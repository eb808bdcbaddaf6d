//! DNS message decode (spec.md §4.9), RFC 1035 §4.1, including name
//! compression pointers. The source delegates this entirely to a packet
//! decode library; there is no line-for-line original to follow, so this
//! reads the RFC directly.

use std::net::{Ipv4Addr, Ipv6Addr};

use sentry_common::AnalyzerError;
use serde::Serialize;

const MAX_POINTER_HOPS: usize = 16;

/// Start-of-authority record fields.
#[derive(Debug, Clone, Default, Serialize)]
pub struct Soa {
    /// Primary nameserver.
    pub mname: String,
    /// Responsible mailbox.
    pub rname: String,
    /// Zone serial number.
    pub serial: u32,
    /// Refresh interval.
    pub refresh: u32,
    /// Retry interval.
    pub retry: u32,
    /// Expire interval.
    pub expire: u32,
    /// Minimum TTL.
    pub ttl: u32,
}

/// One question entry.
#[derive(Debug, Clone, Default, Serialize)]
pub struct Question {
    /// Queried name.
    pub name: String,
    /// Record type, e.g. `"A"`, `"AAAA"`, `"CNAME"`.
    pub r#type: String,
    /// Record class, almost always `"IN"`.
    pub class: String,
}

/// One resource record, with a type-specific field populated.
#[derive(Debug, Clone, Default, Serialize)]
pub struct Record {
    /// Owner name.
    pub name: String,
    /// Record type name.
    pub r#type: String,
    /// Record class name.
    pub class: String,
    /// Time-to-live in seconds.
    pub ttl: u32,
    /// Dotted-decimal or colon-form address, for A/AAAA records.
    pub ip: Option<String>,
    /// Target name, for NS records.
    pub ns: Option<String>,
    /// Target name, for CNAME records.
    pub cname: Option<String>,
    /// Target name, for PTR records.
    pub ptr: Option<String>,
    /// Character-string segments, for TXT records.
    pub txt: Vec<String>,
    /// Zone parameters, for SOA records.
    pub soa: Option<Soa>,
}

/// A fully decoded DNS message.
#[derive(Debug, Clone, Default, Serialize)]
pub struct Dns {
    /// Transaction id.
    pub id: u16,
    /// True if this is a response.
    pub qr: bool,
    /// Opcode name (`"QUERY"`, `"IQUERY"`, `"STATUS"`, ...).
    pub op_code: String,
    /// Authoritative Answer bit.
    pub aa: bool,
    /// Truncation bit.
    pub tc: bool,
    /// Response code name (`"NOERROR"`, `"NXDOMAIN"`, ...).
    pub response_code: String,
    /// Question section.
    pub questions: Vec<Question>,
    /// Answer section.
    pub answers: Vec<Record>,
    /// Authority section.
    pub authorities: Vec<Record>,
    /// Additional section.
    pub additionals: Vec<Record>,
}

fn type_name(t: u16) -> String {
    match t {
        1 => "A",
        2 => "NS",
        5 => "CNAME",
        6 => "SOA",
        12 => "PTR",
        15 => "MX",
        16 => "TXT",
        28 => "AAAA",
        33 => "SRV",
        _ => return format!("TYPE{t}"),
    }
    .to_string()
}

fn class_name(c: u16) -> String {
    match c {
        1 => "IN",
        3 => "CH",
        4 => "HS",
        255 => "ANY",
        _ => return format!("CLASS{c}"),
    }
    .to_string()
}

fn opcode_name(op: u8) -> &'static str {
    match op {
        0 => "QUERY",
        1 => "IQUERY",
        2 => "STATUS",
        _ => "UNKNOWN",
    }
}

fn rcode_name(rc: u8) -> &'static str {
    match rc {
        0 => "NOERROR",
        1 => "FORMERR",
        2 => "SERVFAIL",
        3 => "NXDOMAIN",
        4 => "NOTIMP",
        5 => "REFUSED",
        _ => "UNKNOWN",
    }
}

/// Decode a full DNS message (header + sections) from `payload`.
pub fn analyze(payload: &[u8]) -> Result<Dns, AnalyzerError> {
    if payload.is_empty() {
        return Err(AnalyzerError::Empty);
    }
    if payload.len() < 12 {
        return Err(AnalyzerError::Truncated("DNS header".into()));
    }

    let id = u16::from_be_bytes([payload[0], payload[1]]);
    let flags = u16::from_be_bytes([payload[2], payload[3]]);
    let qr = flags & 0x8000 != 0;
    let opcode = ((flags >> 11) & 0x0f) as u8;
    let aa = flags & 0x0400 != 0;
    let tc = flags & 0x0200 != 0;
    let rcode = (flags & 0x000f) as u8;

    let qdcount = u16::from_be_bytes([payload[4], payload[5]]) as usize;
    let ancount = u16::from_be_bytes([payload[6], payload[7]]) as usize;
    let nscount = u16::from_be_bytes([payload[8], payload[9]]) as usize;
    let arcount = u16::from_be_bytes([payload[10], payload[11]]) as usize;

    let mut pos = 12;
    let mut questions = Vec::with_capacity(qdcount);
    for _ in 0..qdcount {
        let (name, next) = read_name(payload, pos)?;
        if payload.len() < next + 4 {
            return Err(AnalyzerError::Truncated("question".into()));
        }
        let qtype = u16::from_be_bytes([payload[next], payload[next + 1]]);
        let qclass = u16::from_be_bytes([payload[next + 2], payload[next + 3]]);
        questions.push(Question { name, r#type: type_name(qtype), class: class_name(qclass) });
        pos = next + 4;
    }

    let mut answers = Vec::with_capacity(ancount);
    for _ in 0..ancount {
        let (record, next) = read_record(payload, pos)?;
        answers.push(record);
        pos = next;
    }

    let mut authorities = Vec::with_capacity(nscount);
    for _ in 0..nscount {
        let (record, next) = read_record(payload, pos)?;
        authorities.push(record);
        pos = next;
    }

    let mut additionals = Vec::with_capacity(arcount);
    for _ in 0..arcount {
        let (record, next) = read_record(payload, pos)?;
        additionals.push(record);
        pos = next;
    }

    Ok(Dns {
        id,
        qr,
        op_code: opcode_name(opcode).to_string(),
        aa,
        tc,
        response_code: rcode_name(rcode).to_string(),
        questions,
        answers,
        authorities,
        additionals,
    })
}

fn read_record(payload: &[u8], pos: usize) -> Result<(Record, usize), AnalyzerError> {
    let (name, pos) = read_name(payload, pos)?;
    if payload.len() < pos + 10 {
        return Err(AnalyzerError::Truncated("resource record header".into()));
    }
    let rtype = u16::from_be_bytes([payload[pos], payload[pos + 1]]);
    let rclass = u16::from_be_bytes([payload[pos + 2], payload[pos + 3]]);
    let ttl = u32::from_be_bytes([payload[pos + 4], payload[pos + 5], payload[pos + 6], payload[pos + 7]]);
    let rdlength = u16::from_be_bytes([payload[pos + 8], payload[pos + 9]]) as usize;
    let rdata_start = pos + 10;
    if payload.len() < rdata_start + rdlength {
        return Err(AnalyzerError::Truncated("resource record data".into()));
    }
    let rdata = &payload[rdata_start..rdata_start + rdlength];

    let mut record = Record { name, r#type: type_name(rtype), class: class_name(rclass), ttl, ..Record::default() };

    match rtype {
        1 if rdata.len() == 4 => record.ip = Some(Ipv4Addr::new(rdata[0], rdata[1], rdata[2], rdata[3]).to_string()),
        28 if rdata.len() == 16 => {
            let octets: [u8; 16] = rdata.try_into().unwrap();
            record.ip = Some(Ipv6Addr::from(octets).to_string());
        }
        2 => record.ns = read_name(payload, rdata_start).ok().map(|(n, _)| n),
        5 => record.cname = read_name(payload, rdata_start).ok().map(|(n, _)| n),
        12 => record.ptr = read_name(payload, rdata_start).ok().map(|(n, _)| n),
        16 => record.txt = read_character_strings(rdata),
        6 => record.soa = read_soa(payload, rdata_start).ok(),
        _ => {}
    }

    Ok((record, rdata_start + rdlength))
}

fn read_soa(payload: &[u8], pos: usize) -> Result<Soa, AnalyzerError> {
    let (mname, pos) = read_name(payload, pos)?;
    let (rname, pos) = read_name(payload, pos)?;
    if payload.len() < pos + 20 {
        return Err(AnalyzerError::Truncated("SOA record".into()));
    }
    let word = |off: usize| u32::from_be_bytes(payload[pos + off..pos + off + 4].try_into().unwrap());
    Ok(Soa {
        mname,
        rname,
        serial: word(0),
        refresh: word(4),
        retry: word(8),
        expire: word(12),
        ttl: word(16),
    })
}

fn read_character_strings(mut data: &[u8]) -> Vec<String> {
    let mut out = Vec::new();
    while let Some(&len) = data.first() {
        let len = len as usize;
        if data.len() < 1 + len {
            break;
        }
        out.push(String::from_utf8_lossy(&data[1..1 + len]).into_owned());
        data = &data[1 + len..];
    }
    out
}

/// Read a (possibly compressed) domain name starting at `pos`. Returns the
/// decoded name and the offset immediately after it in the *original*
/// message (not following any pointer).
fn read_name(payload: &[u8], pos: usize) -> Result<(String, usize), AnalyzerError> {
    let mut labels = Vec::new();
    let mut cursor = pos;
    let mut end_of_name: Option<usize> = None;
    let mut hops = 0;

    loop {
        let len = *payload.get(cursor).ok_or_else(|| AnalyzerError::Truncated("name label length".into()))?;

        if len == 0 {
            if end_of_name.is_none() {
                end_of_name = Some(cursor + 1);
            }
            break;
        }

        if len & 0xc0 == 0xc0 {
            if payload.len() < cursor + 2 {
                return Err(AnalyzerError::Truncated("name pointer".into()));
            }
            if end_of_name.is_none() {
                end_of_name = Some(cursor + 2);
            }
            hops += 1;
            if hops > MAX_POINTER_HOPS {
                return Err(AnalyzerError::InvalidFormat("DNS name compression loop".into()));
            }
            let offset = (((len & 0x3f) as usize) << 8) | payload[cursor + 1] as usize;
            cursor = offset;
            continue;
        }

        let len = len as usize;
        let label = payload
            .get(cursor + 1..cursor + 1 + len)
            .ok_or_else(|| AnalyzerError::Truncated("name label".into()))?;
        labels.push(String::from_utf8_lossy(label).into_owned());
        cursor += 1 + len;
    }

    Ok((labels.join("."), end_of_name.unwrap_or(cursor)))
}

#[cfg(test)]
mod tests {
    use super::*;

    fn encode_name(name: &str) -> Vec<u8> {
        let mut out = Vec::new();
        for label in name.split('.') {
            out.push(label.len() as u8);
            out.extend_from_slice(label.as_bytes());
        }
        out.push(0);
        out
    }

    fn simple_query(name: &str) -> Vec<u8> {
        let mut msg = vec![0x12, 0x34, 0x01, 0x00]; // id, flags: standard query
        msg.extend_from_slice(&1u16.to_be_bytes()); // qdcount
        msg.extend_from_slice(&0u16.to_be_bytes()); // ancount
        msg.extend_from_slice(&0u16.to_be_bytes()); // nscount
        msg.extend_from_slice(&0u16.to_be_bytes()); // arcount
        msg.extend_from_slice(&encode_name(name));
        msg.extend_from_slice(&1u16.to_be_bytes()); // qtype A
        msg.extend_from_slice(&1u16.to_be_bytes()); // qclass IN
        msg
    }

    #[test]
    fn decodes_a_simple_question() {
        let dns = analyze(&simple_query("example.com")).unwrap();
        assert_eq!(dns.id, 0x1234);
        assert!(!dns.qr);
        assert_eq!(dns.questions.len(), 1);
        assert_eq!(dns.questions[0].name, "example.com");
        assert_eq!(dns.questions[0].r#type, "A");
    }

    #[test]
    fn decodes_a_response_with_compressed_answer_name() {
        let mut msg = vec![0x00, 0x01, 0x81, 0x80]; // response, recursion
        msg.extend_from_slice(&1u16.to_be_bytes());
        msg.extend_from_slice(&1u16.to_be_bytes());
        msg.extend_from_slice(&0u16.to_be_bytes());
        msg.extend_from_slice(&0u16.to_be_bytes());
        let question_name_offset = msg.len();
        msg.extend_from_slice(&encode_name("example.com"));
        msg.extend_from_slice(&1u16.to_be_bytes());
        msg.extend_from_slice(&1u16.to_be_bytes());

        // Answer: name is a pointer back to the question's name.
        msg.extend_from_slice(&[0xc0, question_name_offset as u8]);
        msg.extend_from_slice(&1u16.to_be_bytes()); // type A
        msg.extend_from_slice(&1u16.to_be_bytes()); // class IN
        msg.extend_from_slice(&300u32.to_be_bytes()); // ttl
        msg.extend_from_slice(&4u16.to_be_bytes()); // rdlength
        msg.extend_from_slice(&[93, 184, 216, 34]); // example.com's A record-ish

        let dns = analyze(&msg).unwrap();
        assert_eq!(dns.answers.len(), 1);
        assert_eq!(dns.answers[0].name, "example.com");
        assert_eq!(dns.answers[0].ip.as_deref(), Some("93.184.216.34"));
    }

    #[test]
    fn truncated_header_is_an_error() {
        assert!(matches!(analyze(&[0; 4]), Err(AnalyzerError::Truncated(_))));
    }
}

· · · ·

Every line from the line containing "Authoritative Answer bit." through the line containing "let opcode = ((flags" in the records above must be retyped exactly. Leave out the rest.

    /// Authoritative Answer bit.
    pub aa: bool,
    /// Truncation bit.
    pub tc: bool,
    /// Response code name (`"NOERROR"`, `"NXDOMAIN"`, ...).
    pub response_code: String,
    /// Question section.
    pub questions: Vec<Question>,
    /// Answer section.
    pub answers: Vec<Record>,
    /// Authority section.
    pub authorities: Vec<Record>,
    /// Additional section.
    pub additionals: Vec<Record>,
}

fn type_name(t: u16) -> String {
    match t {
        1 => "A",
        2 => "NS",
        5 => "CNAME",
        6 => "SOA",
        12 => "PTR",
        15 => "MX",
        16 => "TXT",
        28 => "AAAA",
        33 => "SRV",
        _ => return format!("TYPE{t}"),
    }
    .to_string()
}

fn class_name(c: u16) -> String {
    match c {
        1 => "IN",
        3 => "CH",
        4 => "HS",
        255 => "ANY",
        _ => return format!("CLASS{c}"),
    }
    .to_string()
}

fn opcode_name(op: u8) -> &'static str {
    match op {
        0 => "QUERY",
        1 => "IQUERY",
        2 => "STATUS",
        _ => "UNKNOWN",
    }
}

fn rcode_name(rc: u8) -> &'static str {
    match rc {
        0 => "NOERROR",
        1 => "FORMERR",
        2 => "SERVFAIL",
        3 => "NXDOMAIN",
        4 => "NOTIMP",
        5 => "REFUSED",
        _ => "UNKNOWN",
    }
}

/// Decode a full DNS message (header + sections) from `payload`.
pub fn analyze(payload: &[u8]) -> Result<Dns, AnalyzerError> {
    if payload.is_empty() {
        return Err(AnalyzerError::Empty);
    }
    if payload.len() < 12 {
        return Err(AnalyzerError::Truncated("DNS header".into()));
    }

    let id = u16::from_be_bytes([payload[0], payload[1]]);
    let flags = u16::from_be_bytes([payload[2], payload[3]]);
    let qr = flags & 0x8000 != 0;
    let opcode = ((flags >> 11) & 0x0f) as u8;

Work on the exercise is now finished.